Part 1: The History of Evangelism in the SBC
For the last several years, following the ravages of Hurricane Katrina, I have been immersed heart and soul in the recovery and restoration of New Orleans Baptist Theological Seminary. An invitation to address the SBC evangelism directors at a recent meeting in New Orleans came as a breath of fresh air, giving me a reason to return to the passion of my adult life: the study of Southern Baptist evangelism. I used the opportunity to take a deep look around and for some time have been digesting what I saw. I have drawn some conclusions I feel I must share. Along the way, the preparation of this presentation became the preparation of my soul for seeking a stirring of God’s Spirit in my heart and across the Southern Baptist Convention. May it be so for you as well.

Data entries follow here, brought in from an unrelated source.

use log::{debug, warn};
use ndarray::{Array3, ArrayView3, Axis};

use crate::interpolator::{
    BicubicSurface, InterpolationError, check_order, hermite, locate, next_index, previous_index,
};
use crate::progress::{Progress, cancelled};

/// Builds tricubic spline interpolants over a rectilinear 3D lattice.
pub struct TricubicInterpolator;

/// Step counter shared by the phases of [`TricubicInterpolator::interpolate`].
struct Steps<'a> {
    progress: Option<&'a dyn Progress>,
    step: usize,
}

impl<'a> Steps<'a> {
    fn start(progress: Option<&'a dyn Progress>, max: usize) -> Self {
        if let Some(p) = progress {
            p.set_range(0, max);
        }
        Self { progress, step: 0 }
    }

    fn message(&self, message: &str) {
        if let Some(p) = self.progress {
            p.set_message(message);
        }
    }

    fn advance(&mut self) -> Result<(), InterpolationError> {
        if cancelled(self.progress) {
            warn!("Tricubic interpolation cancelled at step {}", self.step);
            return Err(InterpolationError::Cancelled);
        }
        self.step += 1;
        if let Some(p) = self.progress {
            p.update(self.step);
        }
        Ok(())
    }
}

impl TricubicInterpolator {
    /// Computes an interpolating function for samples `f[[i, j, k]]` taken at
    /// `(x[i], y[j], z[k])`.
    ///
    /// Progress runs over `4 * nx + 2 * ny + 2 * nz` steps; cancellation is
    /// checked once per step.
    pub fn interpolate(
        x: &[f64],
        y: &[f64],
        z: &[f64],
        f: ArrayView3<f64>,
        progress: Option<&dyn Progress>,
    ) -> Result<InterpolatingFunction, InterpolationError> {
        if x.is_empty() || y.is_empty() || z.is_empty() || f.is_empty() {
            return Err(InterpolationError::NoData);
        }
        let (nx, ny, nz) = (x.len(), y.len(), z.len());
        for (expected, found) in [(nx, f.dim().0), (ny, f.dim().1), (nz, f.dim().2)] {
            if expected != found {
                return Err(InterpolationError::DimensionMismatch { expected, found });
            }
        }
        check_order(x, 'x')?;
        check_order(y, 'y')?;
        check_order(z, 'z')?;
        for (axis, len) in [('x', nx), ('y', ny), ('z', nz)] {
            if len < 2 {
                return Err(InterpolationError::TooFewSamples { axis, len });
            }
        }

        let mut steps = Steps::start(progress, 4 * nx + 2 * ny + 2 * nz);
        steps.message("Computing bicubic splines:");

        // f_xy[[k, i, j]] and f_zx[[j, k, i]] both hold f[[i, j, k]]
        let mut f_xy = Array3::<f64>::zeros((nz, nx, ny));
        let mut f_zx = Array3::<f64>::zeros((ny, nz, nx));
        for i in 0..nx {
            let layer = f.index_axis(Axis(0), i);
            f_xy.index_axis_mut(Axis(1), i).assign(&layer.t());
            f_zx.index_axis_mut(Axis(2), i).assign(&layer);
            steps.advance()?;
        }

        let mut x_layers = Vec::with_capacity(nx);
        for i in 0..nx {
            x_layers.push(BicubicSurface::interpolate(y, z, f.index_axis(Axis(0), i))?);
            steps.advance()?;
        }
        let mut y_layers = Vec::with_capacity(ny);
        for j in 0..ny {
            y_layers.push(BicubicSurface::interpolate(z, x, f_zx.index_axis(Axis(0), j))?);
            steps.advance()?;
        }
        let mut z_layers = Vec::with_capacity(nz);
        for k in 0..nz {
            z_layers.push(BicubicSurface::interpolate(x, y, f_xy.index_axis(Axis(0), k))?);
            steps.advance()?;
        }

        steps.message("Computing derivatives:");
        let shape = (nx, ny, nz);
        let mut fx = Array3::zeros(shape);
        let mut fy = Array3::zeros(shape);
        let mut fxy = Array3::zeros(shape);
        for (k, surface) in z_layers.iter().enumerate() {
            for i in 0..nx {
                for j in 0..ny {
                    fx[[i, j, k]] = surface.partial_x(x[i], y[j])?;
                    fy[[i, j, k]] = surface.partial_y(x[i], y[j])?;
                    fxy[[i, j, k]] = surface.partial_xy(x[i], y[j])?;
                }
            }
            steps.advance()?;
        }

        let mut fz = Array3::zeros(shape);
        let mut fyz = Array3::zeros(shape);
        for (i, surface) in x_layers.iter().enumerate() {
            for j in 0..ny {
                for k in 0..nz {
                    fz[[i, j, k]] = surface.partial_y(y[j], z[k])?;
                    fyz[[i, j, k]] = surface.partial_xy(y[j], z[k])?;
                }
            }
            steps.advance()?;
        }

        let mut fzx = Array3::zeros(shape);
        for (j, surface) in y_layers.iter().enumerate() {
            for k in 0..nz {
                for i in 0..nx {
                    fzx[[i, j, k]] = surface.partial_xy(z[k], x[i])?;
                }
            }
            steps.advance()?;
        }

        let mut fxyz = Array3::zeros(shape);
        for i in 0..nx {
            let (ni, pi) = (next_index(i, nx), previous_index(i));
            for j in 0..ny {
                let (nj, pj) = (next_index(j, ny), previous_index(j));
                for k in 0..nz {
                    let (nk, pk) = (next_index(k, nz), previous_index(k));
                    fxyz[[i, j, k]] = (f[[ni, nj, nk]] - f[[ni, pj, nk]] - f[[pi, nj, nk]]
                        + f[[pi, pj, nk]]
                        - f[[ni, nj, pk]]
                        + f[[ni, pj, pk]]
                        + f[[pi, nj, pk]]
                        - f[[pi, pj, pk]])
                        / ((x[ni] - x[pi]) * (y[nj] - y[pj]) * (z[nk] - z[pk]));
                }
            }
            steps.advance()?;
        }

        steps.message("Creating splines:");
        debug!("Tricubic interpolant built over {nx}x{ny}x{nz} knots");

        Ok(InterpolatingFunction {
            x: x.to_vec(),
            y: y.to_vec(),
            z: z.to_vec(),
            derivatives: [f.to_owned(), fx, fy, fxy, fz, fzx, fyz, fxyz],
        })
    }

    /// Like [`interpolate`](Self::interpolate), for samples given as nested
    /// vectors `f[i][j][k]`. Ragged input is a dimension mismatch.
    pub fn interpolate_nested(
        x: &[f64],
        y: &[f64],
        z: &[f64],
        f: &[Vec<Vec<f64>>],
        progress: Option<&dyn Progress>,
    ) -> Result<InterpolatingFunction, InterpolationError> {
        if f.is_empty() || x.is_empty() || y.is_empty() || z.is_empty() {
            return Err(InterpolationError::NoData);
        }
        if f.len() != x.len() {
            return Err(InterpolationError::DimensionMismatch {
                expected: x.len(),
                found: f.len(),
            });
        }
        let mut flat = Vec::with_capacity(x.len() * y.len() * z.len());
        for plane in f {
            if plane.len() != y.len() {
                return Err(InterpolationError::DimensionMismatch {
                    expected: y.len(),
                    found: plane.len(),
                });
            }
            for line in plane {
                if line.len() != z.len() {
                    return Err(InterpolationError::DimensionMismatch {
                        expected: z.len(),
                        found: line.len(),
                    });
                }
                flat.extend_from_slice(line);
            }
        }
        // Lengths were checked above, so the shape always matches.
        let samples = Array3::from_shape_vec((x.len(), y.len(), z.len()), flat).map_err(|_| {
            InterpolationError::DimensionMismatch {
                expected: x.len() * y.len() * z.len(),
                found: 0,
            }
        })?;
        Self::interpolate(x, y, z, samples.view(), progress)
    }
}

/// Piecewise tricubic function matching the sampled values and the partial
/// derivatives `Fx, Fy, Fz, Fxy, Fzx, Fyz, Fxyz` at every lattice node.
#[derive(Debug, Clone)]
pub struct InterpolatingFunction {
    x: Vec<f64>,
    y: Vec<f64>,
    z: Vec<f64>,
    // Indexed by ox + 2 * oy + 4 * oz, the derivative order along each axis.
    derivatives: [Array3<f64>; 8],
}

impl InterpolatingFunction {
    pub fn x(&self) -> &[f64] {
        &self.x
    }

    pub fn y(&self) -> &[f64] {
        &self.y
    }

    pub fn z(&self) -> &[f64] {
        &self.z
    }

    /// Bounds of the definition box as `[min, max]` per axis.
    pub fn bounds(&self) -> [[f64; 2]; 3] {
        [&self.x, &self.y, &self.z].map(|k| [k[0], k[k.len() - 1]])
    }

    pub fn is_valid_point(&self, x: f64, y: f64, z: f64) -> bool {
        self.bounds()
            .iter()
            .zip([x, y, z])
            .all(|([min, max], v)| v >= *min && v <= *max)
    }

    /// Node values of the partial derivative of order `[ox, oy, oz]`, each 0
    /// or 1. `[0, 0, 0]` is the samples themselves, `[1, 1, 1]` is Fxyz.
    pub fn derivative(&self, order: [usize; 3]) -> Option<ArrayView3<'_, f64>> {
        let [ox, oy, oz] = order;
        (ox < 2 && oy < 2 && oz < 2).then(|| self.derivatives[ox + 2 * oy + 4 * oz].view())
    }

    /// Evaluates the function. Points outside the knot box, or NaN, are
    /// [`InterpolationError::OutOfRange`].
    pub fn value(&self, x: f64, y: f64, z: f64) -> Result<f64, InterpolationError> {
        let (i, t, wx) = locate(&self.x, x, 'x')?;
        let (j, u, wy) = locate(&self.y, y, 'y')?;
        let (k, v, wz) = locate(&self.z, z, 'z')?;
        let (bx, by, bz) = (hermite(t, wx), hermite(u, wy), hermite(v, wz));

        let mut sum = 0.0;
        for (order, field) in self.derivatives.iter().enumerate() {
            let (ox, oy, oz) = (order & 1, (order >> 1) & 1, (order >> 2) & 1);
            for a in 0..2 {
                for b in 0..2 {
                    let wab = bx[a][ox] * by[b][oy];
                    for c in 0..2 {
                        sum += field[[i + a, j + b, k + c]] * wab * bz[c][oz];
                    }
                }
            }
        }
        Ok(sum)
    }
}

#[cfg(test)]
mod tests {
    use super::*;
    use crate::progress::{CancellationToken, ProgressTracker};

    fn sum_field() -> Array3<f64> {
        Array3::from_shape_fn((3, 3, 3), |(i, j, k)| (i + j + k) as f64)
    }

    #[test]
    fn test_linear_field_is_reproduced() {
        let knots = [0.0, 1.0, 2.0];
        let f = sum_field();
        let function =
            TricubicInterpolator::interpolate(&knots, &knots, &knots, f.view(), None).unwrap();

        assert_eq!(function.value(1.0, 1.0, 1.0).unwrap(), 3.0);
        assert!((function.value(0.5, 0.5, 0.5).unwrap() - 1.5).abs() < 1e-10);
        assert!((function.value(2.0, 0.25, 1.75).unwrap() - 4.0).abs() < 1e-10);
    }

    #[test]
    fn test_knot_values_are_exact() {
        let x = [0.0, 0.5, 2.0, 2.5];
        let y = [-1.0, 0.0, 1.0];
        let z = [0.0, 3.0];
        let f = Array3::from_shape_fn((4, 3, 2), |(i, j, k)| {
            ((i * 7 + j * 3 + k * 5) % 4) as f64 - 1.5
        });
        let function = TricubicInterpolator::interpolate(&x, &y, &z, f.view(), None).unwrap();
        for ((i, j, k), expected) in f.indexed_iter() {
            let v = function.value(x[i], y[j], z[k]).unwrap();
            assert!((v - expected).abs() < 1e-12, "node {i},{j},{k}: {v} vs {expected}");
        }
    }

    #[test]
    fn test_points_outside_the_box_are_out_of_range() {
        let knots = [0.0, 1.0, 2.0];
        let f = sum_field();
        let function =
            TricubicInterpolator::interpolate(&knots, &knots, &knots, f.view(), None).unwrap();
        assert!(matches!(
            function.value(2.5, 1.0, 1.0),
            Err(InterpolationError::OutOfRange { axis: 'x', .. })
        ));
        assert!(function.value(1.0, f64::NAN, 1.0).is_err());
        assert!(!function.is_valid_point(0.0, -0.1, 0.0));
    }

    #[test]
    fn test_invalid_inputs_fail_before_any_progress() {
        let tracker = ProgressTracker::new();
        let f = sum_field();

        let err = TricubicInterpolator::interpolate(
            &[0.0, 2.0, 1.0],
            &[0.0, 1.0, 2.0],
            &[0.0, 1.0, 2.0],
            f.view(),
            Some(&tracker),
        )
        .unwrap_err();
        assert_eq!(err, InterpolationError::NonMonotonic { axis: 'x', index: 2 });

        let err = TricubicInterpolator::interpolate(
            &[0.0, 1.0],
            &[0.0, 1.0, 2.0],
            &[0.0, 1.0, 2.0],
            f.view(),
            Some(&tracker),
        )
        .unwrap_err();
        assert_eq!(
            err,
            InterpolationError::DimensionMismatch {
                expected: 2,
                found: 3
            }
        );
        assert_eq!(tracker.range(), (0, 0));
    }

    #[test]
    fn test_ragged_nested_input_is_rejected() {
        let knots = vec![0.0, 1.0];
        let mut f = vec![vec![vec![0.0; 2]; 2]; 2];
        f[1][0].push(1.0);
        let err = TricubicInterpolator::interpolate_nested(&knots, &knots, &knots, &f, None)
            .unwrap_err();
        assert_eq!(
            err,
            InterpolationError::DimensionMismatch {
                expected: 2,
                found: 3
            }
        );
    }

    #[test]
    fn test_two_knot_axes_are_accepted_single_knot_axes_are_not() {
        let f = Array3::from_shape_fn((2, 2, 2), |(i, j, k)| (i * 4 + j * 2 + k) as f64);
        let knots = [0.0, 1.0];
        let function =
            TricubicInterpolator::interpolate(&knots, &knots, &knots, f.view(), None).unwrap();
        assert!((function.value(0.5, 0.5, 0.5).unwrap() - 3.5).abs() < 1e-10);

        let flat = Array3::<f64>::zeros((1, 2, 2));
        let err = TricubicInterpolator::interpolate(&[0.0], &knots, &knots, flat.view(), None)
            .unwrap_err();
        assert_eq!(err, InterpolationError::TooFewSamples { axis: 'x', len: 1 });
    }

    #[test]
    fn test_progress_covers_every_phase() {
        let tracker = ProgressTracker::new();
        let f = Array3::<f64>::zeros((3, 4, 5));
        let (x, y, z) = ([0.0, 1.0, 2.0], [0.0, 1.0, 2.0, 3.0], [0.0, 1.0, 2.0, 3.0, 4.0]);
        TricubicInterpolator::interpolate(&x, &y, &z, f.view(), Some(&tracker)).unwrap();
        assert_eq!(tracker.range(), (0, 4 * 3 + 2 * 4 + 2 * 5));
        assert_eq!(tracker.value(), 30);
        assert_eq!(tracker.message(), "Creating splines:");
    }

    #[test]
    fn test_cancelled_token_aborts() {
        let token = CancellationToken::new();
        token.cancel();
        let tracker = ProgressTracker::with_token(token);
        let knots = [0.0, 1.0, 2.0];
        let f = sum_field();
        let err = TricubicInterpolator::interpolate(&knots, &knots, &knots, f.view(), Some(&tracker))
            .unwrap_err();
        assert_eq!(err, InterpolationError::Cancelled);
        assert_eq!(tracker.value(), 0);
    }
}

The road we will walk begins with the amazing story of how Southern Baptists became the largest non-Catholic religious body in America.
The best snap shot is this. In 1945 Southern Baptists baptized approximately 257,000 people into their churches. In 1955, only ten years later, they baptized approximately 417,000 people, almost doubling in just ten years. To quote an ancient Hebrew expression: Wow! That is amazing, phenomenal growth. How did we do it?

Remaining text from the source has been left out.